__What you will do__
If a line in the entries below includes "insert", pick it out and copy it.

__Material for this exercise__
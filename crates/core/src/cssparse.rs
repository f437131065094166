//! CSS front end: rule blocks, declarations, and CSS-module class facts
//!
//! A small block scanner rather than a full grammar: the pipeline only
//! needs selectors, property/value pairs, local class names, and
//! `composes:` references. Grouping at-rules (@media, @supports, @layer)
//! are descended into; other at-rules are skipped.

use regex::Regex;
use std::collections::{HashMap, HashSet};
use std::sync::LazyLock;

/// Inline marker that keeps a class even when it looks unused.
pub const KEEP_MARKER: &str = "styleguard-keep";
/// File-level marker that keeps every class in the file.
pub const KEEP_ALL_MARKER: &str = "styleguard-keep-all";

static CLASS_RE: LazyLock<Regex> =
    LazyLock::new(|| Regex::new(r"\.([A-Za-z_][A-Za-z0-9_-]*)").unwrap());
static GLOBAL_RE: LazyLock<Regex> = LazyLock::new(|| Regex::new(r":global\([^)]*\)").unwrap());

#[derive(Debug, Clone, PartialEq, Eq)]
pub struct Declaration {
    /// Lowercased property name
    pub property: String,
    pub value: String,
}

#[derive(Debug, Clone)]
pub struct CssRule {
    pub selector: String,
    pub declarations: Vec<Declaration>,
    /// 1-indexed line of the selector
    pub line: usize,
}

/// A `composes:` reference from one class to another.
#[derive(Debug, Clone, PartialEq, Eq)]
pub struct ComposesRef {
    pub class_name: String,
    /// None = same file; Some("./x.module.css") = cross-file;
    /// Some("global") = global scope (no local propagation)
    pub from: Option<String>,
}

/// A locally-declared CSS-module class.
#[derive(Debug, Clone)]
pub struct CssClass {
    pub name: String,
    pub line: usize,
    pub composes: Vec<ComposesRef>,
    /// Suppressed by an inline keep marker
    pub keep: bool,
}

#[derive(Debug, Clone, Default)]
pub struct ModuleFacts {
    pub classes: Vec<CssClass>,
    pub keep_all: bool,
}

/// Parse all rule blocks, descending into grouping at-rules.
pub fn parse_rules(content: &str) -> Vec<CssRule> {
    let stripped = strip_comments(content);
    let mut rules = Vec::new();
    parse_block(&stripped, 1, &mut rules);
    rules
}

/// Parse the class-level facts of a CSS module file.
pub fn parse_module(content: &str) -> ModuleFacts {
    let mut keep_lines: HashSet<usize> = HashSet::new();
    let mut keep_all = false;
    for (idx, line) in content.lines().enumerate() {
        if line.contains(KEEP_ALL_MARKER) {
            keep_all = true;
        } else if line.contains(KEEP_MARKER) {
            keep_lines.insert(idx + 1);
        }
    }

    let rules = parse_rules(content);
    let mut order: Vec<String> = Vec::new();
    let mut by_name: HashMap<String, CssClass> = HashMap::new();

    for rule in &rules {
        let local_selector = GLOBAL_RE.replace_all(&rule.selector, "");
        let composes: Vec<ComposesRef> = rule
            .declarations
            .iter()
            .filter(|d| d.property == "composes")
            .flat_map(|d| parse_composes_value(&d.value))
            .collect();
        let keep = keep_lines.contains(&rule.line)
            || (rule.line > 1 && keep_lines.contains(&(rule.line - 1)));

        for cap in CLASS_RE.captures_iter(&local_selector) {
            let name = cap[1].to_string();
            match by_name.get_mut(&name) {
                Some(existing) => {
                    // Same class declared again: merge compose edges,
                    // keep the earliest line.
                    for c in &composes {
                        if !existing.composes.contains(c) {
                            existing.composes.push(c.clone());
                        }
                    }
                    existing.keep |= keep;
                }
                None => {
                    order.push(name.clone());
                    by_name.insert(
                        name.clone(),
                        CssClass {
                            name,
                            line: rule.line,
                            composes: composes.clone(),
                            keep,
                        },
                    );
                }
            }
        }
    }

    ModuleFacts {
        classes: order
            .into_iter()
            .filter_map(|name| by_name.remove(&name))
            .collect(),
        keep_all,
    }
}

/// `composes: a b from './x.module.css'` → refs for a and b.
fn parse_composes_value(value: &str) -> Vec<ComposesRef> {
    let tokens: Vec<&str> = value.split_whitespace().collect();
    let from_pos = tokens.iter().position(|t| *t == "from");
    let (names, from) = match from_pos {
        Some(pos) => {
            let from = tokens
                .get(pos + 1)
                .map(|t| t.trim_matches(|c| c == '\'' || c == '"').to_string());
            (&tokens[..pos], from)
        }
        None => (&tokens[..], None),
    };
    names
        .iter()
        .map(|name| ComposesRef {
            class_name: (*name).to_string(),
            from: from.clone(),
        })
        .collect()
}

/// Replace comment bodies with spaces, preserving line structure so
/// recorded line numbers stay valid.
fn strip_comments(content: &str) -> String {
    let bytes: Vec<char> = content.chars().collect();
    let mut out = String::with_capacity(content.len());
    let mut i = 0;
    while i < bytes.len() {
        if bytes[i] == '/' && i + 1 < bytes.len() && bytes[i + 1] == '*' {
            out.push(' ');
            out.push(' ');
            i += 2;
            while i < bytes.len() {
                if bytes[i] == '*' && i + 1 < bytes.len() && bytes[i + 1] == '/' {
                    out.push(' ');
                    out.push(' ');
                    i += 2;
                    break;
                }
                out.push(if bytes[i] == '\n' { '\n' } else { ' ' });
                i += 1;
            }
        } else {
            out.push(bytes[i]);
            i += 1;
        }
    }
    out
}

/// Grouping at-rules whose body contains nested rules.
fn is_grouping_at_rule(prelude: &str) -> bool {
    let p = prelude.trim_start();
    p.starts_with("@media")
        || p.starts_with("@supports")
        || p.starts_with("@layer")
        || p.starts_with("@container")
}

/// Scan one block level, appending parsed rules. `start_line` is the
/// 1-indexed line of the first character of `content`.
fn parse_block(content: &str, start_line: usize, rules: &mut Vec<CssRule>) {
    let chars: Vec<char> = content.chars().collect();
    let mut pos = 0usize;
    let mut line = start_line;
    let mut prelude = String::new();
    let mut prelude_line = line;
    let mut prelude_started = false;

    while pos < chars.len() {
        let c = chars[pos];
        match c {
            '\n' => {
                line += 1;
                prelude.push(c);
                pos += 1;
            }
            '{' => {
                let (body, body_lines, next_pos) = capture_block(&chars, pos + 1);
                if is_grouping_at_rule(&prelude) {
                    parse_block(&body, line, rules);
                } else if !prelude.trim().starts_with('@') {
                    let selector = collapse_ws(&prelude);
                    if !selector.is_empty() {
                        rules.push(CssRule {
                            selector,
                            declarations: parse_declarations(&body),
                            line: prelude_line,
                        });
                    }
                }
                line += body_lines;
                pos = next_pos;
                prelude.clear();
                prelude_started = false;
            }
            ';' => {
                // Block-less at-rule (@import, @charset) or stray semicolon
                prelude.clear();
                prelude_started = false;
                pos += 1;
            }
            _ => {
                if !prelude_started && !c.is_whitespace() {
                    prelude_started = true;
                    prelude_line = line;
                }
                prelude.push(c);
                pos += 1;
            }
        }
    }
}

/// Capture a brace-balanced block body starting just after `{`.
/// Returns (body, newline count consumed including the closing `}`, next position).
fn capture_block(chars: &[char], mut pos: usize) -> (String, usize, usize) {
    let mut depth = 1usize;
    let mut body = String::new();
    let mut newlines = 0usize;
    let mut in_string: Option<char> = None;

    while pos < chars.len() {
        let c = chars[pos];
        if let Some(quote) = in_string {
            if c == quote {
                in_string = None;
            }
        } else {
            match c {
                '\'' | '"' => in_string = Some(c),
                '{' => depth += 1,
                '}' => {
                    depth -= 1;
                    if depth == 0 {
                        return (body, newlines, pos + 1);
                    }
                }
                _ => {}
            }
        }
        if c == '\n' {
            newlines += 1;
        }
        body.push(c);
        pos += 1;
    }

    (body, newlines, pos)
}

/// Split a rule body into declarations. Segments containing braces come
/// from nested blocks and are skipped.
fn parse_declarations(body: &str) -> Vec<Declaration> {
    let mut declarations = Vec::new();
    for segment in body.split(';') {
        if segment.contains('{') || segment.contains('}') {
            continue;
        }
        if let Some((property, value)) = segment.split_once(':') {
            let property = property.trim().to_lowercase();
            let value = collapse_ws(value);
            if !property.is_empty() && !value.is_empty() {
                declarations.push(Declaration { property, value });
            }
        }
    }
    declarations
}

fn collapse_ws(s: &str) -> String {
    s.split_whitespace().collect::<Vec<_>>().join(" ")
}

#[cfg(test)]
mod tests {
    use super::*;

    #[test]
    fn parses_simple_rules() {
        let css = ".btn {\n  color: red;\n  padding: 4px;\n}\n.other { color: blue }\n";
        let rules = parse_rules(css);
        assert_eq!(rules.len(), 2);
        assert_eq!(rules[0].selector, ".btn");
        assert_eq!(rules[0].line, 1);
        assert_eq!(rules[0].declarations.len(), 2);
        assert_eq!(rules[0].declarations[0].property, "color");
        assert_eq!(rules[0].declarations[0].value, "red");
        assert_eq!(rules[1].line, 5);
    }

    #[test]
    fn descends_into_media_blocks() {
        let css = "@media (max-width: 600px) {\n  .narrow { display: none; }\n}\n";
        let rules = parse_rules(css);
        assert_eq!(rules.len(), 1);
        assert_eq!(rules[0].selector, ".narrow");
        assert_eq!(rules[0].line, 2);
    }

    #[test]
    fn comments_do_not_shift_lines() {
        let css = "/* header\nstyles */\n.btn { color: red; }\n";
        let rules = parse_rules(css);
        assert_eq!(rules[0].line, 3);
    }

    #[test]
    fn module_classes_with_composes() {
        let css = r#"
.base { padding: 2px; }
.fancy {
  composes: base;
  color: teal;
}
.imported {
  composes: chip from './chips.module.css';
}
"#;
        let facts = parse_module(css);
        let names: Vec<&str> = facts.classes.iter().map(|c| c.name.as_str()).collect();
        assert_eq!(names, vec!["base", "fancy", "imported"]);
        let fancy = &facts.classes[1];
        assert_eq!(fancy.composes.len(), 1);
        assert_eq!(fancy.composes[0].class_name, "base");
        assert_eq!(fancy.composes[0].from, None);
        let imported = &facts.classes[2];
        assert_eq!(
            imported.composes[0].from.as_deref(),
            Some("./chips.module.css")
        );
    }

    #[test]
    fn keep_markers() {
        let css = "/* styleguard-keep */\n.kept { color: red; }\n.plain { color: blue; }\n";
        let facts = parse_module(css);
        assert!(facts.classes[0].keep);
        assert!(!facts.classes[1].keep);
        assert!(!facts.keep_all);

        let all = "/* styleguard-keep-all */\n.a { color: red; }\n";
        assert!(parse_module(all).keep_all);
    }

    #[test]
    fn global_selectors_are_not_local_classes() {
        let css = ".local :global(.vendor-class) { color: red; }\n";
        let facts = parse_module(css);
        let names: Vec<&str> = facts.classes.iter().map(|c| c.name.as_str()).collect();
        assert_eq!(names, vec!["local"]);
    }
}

__Response to this task__
            keep_lines.insert(idx + 1);
                    by_name.insert(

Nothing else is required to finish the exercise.